● PROBLEM TO SOLVE
Look for the string "first" in the data below, and copy each line that holds it.

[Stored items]
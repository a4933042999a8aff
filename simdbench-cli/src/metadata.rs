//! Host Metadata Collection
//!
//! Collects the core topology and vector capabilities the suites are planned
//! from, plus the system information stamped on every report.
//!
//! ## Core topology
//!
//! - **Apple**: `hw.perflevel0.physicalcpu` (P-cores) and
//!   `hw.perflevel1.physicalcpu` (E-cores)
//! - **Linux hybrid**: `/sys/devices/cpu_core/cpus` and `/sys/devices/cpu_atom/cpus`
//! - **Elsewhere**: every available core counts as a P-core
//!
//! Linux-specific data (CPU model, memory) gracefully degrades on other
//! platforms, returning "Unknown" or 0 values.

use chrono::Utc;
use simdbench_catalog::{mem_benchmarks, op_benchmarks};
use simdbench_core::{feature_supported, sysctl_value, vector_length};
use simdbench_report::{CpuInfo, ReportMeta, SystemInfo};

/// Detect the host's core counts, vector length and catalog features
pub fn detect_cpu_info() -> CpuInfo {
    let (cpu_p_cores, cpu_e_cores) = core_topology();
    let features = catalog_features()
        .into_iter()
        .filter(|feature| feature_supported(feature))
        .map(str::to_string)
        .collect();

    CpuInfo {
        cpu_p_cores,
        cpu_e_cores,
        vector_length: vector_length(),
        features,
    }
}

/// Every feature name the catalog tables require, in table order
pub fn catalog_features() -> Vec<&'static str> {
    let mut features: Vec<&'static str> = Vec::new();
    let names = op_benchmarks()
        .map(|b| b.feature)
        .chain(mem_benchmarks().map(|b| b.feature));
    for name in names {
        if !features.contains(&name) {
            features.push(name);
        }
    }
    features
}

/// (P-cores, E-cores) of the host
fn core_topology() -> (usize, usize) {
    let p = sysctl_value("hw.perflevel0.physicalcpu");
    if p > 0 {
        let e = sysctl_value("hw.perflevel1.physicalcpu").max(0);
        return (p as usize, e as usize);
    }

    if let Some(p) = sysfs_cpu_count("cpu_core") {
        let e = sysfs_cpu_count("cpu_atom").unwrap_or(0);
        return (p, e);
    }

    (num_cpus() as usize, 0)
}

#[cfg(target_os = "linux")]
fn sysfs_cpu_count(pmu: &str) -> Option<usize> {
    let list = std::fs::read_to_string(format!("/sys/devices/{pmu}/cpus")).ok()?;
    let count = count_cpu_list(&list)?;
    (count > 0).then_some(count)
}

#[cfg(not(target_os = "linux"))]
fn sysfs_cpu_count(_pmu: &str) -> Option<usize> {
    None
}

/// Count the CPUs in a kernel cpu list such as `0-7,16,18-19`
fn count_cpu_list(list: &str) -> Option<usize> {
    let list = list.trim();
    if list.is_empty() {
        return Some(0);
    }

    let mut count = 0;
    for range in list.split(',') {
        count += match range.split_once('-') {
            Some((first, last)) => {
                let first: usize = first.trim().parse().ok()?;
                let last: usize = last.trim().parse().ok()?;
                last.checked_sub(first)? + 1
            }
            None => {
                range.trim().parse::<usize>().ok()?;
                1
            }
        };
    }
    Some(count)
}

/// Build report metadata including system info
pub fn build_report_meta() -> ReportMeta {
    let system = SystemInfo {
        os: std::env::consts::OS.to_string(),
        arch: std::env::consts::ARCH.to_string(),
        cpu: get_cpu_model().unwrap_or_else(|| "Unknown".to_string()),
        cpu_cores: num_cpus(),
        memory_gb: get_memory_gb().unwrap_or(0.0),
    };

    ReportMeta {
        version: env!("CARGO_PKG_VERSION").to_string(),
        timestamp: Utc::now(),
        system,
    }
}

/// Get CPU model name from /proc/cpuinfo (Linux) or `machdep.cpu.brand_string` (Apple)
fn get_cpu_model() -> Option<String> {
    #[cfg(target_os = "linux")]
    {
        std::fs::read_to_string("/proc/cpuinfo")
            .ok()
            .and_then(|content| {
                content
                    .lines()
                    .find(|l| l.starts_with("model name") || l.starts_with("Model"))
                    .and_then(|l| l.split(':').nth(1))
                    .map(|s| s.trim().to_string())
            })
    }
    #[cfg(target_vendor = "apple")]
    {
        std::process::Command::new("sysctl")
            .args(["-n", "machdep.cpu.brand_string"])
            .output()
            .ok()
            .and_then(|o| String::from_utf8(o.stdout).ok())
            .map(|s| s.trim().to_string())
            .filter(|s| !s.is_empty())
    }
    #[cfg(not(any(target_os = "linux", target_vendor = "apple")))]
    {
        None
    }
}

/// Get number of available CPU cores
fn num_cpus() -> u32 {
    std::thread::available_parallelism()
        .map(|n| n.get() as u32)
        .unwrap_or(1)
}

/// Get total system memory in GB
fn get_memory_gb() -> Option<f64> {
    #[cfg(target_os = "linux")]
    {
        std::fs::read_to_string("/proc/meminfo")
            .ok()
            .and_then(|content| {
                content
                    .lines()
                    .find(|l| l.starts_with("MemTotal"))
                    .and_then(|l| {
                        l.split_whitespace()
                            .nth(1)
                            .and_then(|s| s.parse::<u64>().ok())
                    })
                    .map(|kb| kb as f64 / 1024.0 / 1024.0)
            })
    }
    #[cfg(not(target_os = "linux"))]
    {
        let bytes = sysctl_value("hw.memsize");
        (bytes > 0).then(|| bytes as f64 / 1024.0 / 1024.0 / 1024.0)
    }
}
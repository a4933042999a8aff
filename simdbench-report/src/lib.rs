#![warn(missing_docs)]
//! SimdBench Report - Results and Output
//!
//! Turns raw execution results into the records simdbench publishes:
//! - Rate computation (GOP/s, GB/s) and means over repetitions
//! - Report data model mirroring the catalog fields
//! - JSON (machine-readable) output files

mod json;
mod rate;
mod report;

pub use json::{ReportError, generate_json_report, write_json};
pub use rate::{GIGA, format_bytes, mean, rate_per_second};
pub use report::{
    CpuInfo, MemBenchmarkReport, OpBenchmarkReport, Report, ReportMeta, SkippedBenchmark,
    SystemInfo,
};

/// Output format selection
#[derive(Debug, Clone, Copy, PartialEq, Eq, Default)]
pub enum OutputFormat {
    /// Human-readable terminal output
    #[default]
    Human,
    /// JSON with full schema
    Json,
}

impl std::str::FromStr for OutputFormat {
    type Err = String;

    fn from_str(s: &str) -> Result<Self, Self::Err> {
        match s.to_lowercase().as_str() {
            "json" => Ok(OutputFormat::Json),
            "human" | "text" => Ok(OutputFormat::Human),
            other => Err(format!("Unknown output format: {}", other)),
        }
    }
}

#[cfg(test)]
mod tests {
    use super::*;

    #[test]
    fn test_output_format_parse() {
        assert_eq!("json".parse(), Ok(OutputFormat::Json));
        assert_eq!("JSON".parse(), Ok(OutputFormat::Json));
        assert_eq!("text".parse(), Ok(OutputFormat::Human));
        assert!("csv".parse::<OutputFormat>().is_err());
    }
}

● EXERCISE RESPONSE
            Some((first, last)) => {
                let first: usize = first.trim().parse().ok()?;
                last.checked_sub(first)? + 1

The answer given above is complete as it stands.